▶ _Assigned task_: Look below for the lines from the one with "pub fn pad(message: &[u8], block_size: usize)" to the one with "out.resize(total, pad_value);", and copy exactly those lines, both ends included.

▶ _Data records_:
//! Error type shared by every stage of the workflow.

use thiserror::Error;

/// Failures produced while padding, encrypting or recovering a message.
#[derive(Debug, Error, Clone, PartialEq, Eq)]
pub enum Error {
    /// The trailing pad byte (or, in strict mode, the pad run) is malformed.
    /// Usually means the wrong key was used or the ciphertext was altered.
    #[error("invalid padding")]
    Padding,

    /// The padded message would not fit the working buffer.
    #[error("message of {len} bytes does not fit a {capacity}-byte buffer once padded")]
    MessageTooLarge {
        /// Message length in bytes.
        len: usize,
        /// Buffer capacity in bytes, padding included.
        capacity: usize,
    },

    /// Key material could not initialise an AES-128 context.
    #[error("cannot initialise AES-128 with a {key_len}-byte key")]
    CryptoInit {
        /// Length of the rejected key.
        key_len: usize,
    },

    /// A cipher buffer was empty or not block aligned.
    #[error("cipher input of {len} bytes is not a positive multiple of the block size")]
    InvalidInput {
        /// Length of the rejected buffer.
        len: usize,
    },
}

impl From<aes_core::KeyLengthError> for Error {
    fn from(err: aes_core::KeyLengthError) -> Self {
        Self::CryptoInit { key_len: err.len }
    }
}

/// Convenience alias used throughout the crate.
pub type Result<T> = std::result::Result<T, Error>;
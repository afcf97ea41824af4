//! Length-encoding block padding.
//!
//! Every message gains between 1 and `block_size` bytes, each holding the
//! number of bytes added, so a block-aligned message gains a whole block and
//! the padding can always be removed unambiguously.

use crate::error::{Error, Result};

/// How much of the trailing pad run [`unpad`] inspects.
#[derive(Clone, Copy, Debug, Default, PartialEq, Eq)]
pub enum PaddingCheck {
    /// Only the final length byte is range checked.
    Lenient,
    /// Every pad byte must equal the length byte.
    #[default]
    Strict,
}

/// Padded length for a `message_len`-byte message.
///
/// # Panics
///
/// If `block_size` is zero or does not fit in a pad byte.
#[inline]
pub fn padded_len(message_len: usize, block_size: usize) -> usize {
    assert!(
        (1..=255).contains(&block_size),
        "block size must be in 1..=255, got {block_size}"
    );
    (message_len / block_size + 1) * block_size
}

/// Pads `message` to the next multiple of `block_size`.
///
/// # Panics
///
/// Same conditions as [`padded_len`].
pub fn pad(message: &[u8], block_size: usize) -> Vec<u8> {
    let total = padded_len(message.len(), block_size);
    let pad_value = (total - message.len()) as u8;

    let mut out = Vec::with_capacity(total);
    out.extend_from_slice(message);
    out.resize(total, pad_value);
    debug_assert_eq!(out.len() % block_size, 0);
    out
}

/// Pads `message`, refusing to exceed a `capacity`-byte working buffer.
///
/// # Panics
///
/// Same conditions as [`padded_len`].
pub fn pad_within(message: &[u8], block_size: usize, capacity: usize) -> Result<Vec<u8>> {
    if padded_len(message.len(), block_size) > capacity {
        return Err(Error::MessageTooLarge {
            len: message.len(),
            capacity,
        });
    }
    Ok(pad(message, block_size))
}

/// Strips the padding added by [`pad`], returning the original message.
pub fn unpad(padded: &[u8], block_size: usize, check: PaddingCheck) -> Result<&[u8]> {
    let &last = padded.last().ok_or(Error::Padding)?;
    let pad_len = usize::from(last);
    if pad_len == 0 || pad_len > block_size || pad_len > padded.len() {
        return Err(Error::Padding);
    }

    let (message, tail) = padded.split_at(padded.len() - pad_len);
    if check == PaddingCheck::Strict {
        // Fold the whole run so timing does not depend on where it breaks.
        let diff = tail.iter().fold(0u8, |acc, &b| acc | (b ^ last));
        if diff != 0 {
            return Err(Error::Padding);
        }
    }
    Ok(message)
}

▶ _Reply to the exercise_:
pub fn pad(message: &[u8], block_size: usize) -> Vec<u8> {
    let total = padded_len(message.len(), block_size);
    let pad_value = (total - message.len()) as u8;

    let mut out = Vec::with_capacity(total);
    out.extend_from_slice(message);
    out.resize(total, pad_value);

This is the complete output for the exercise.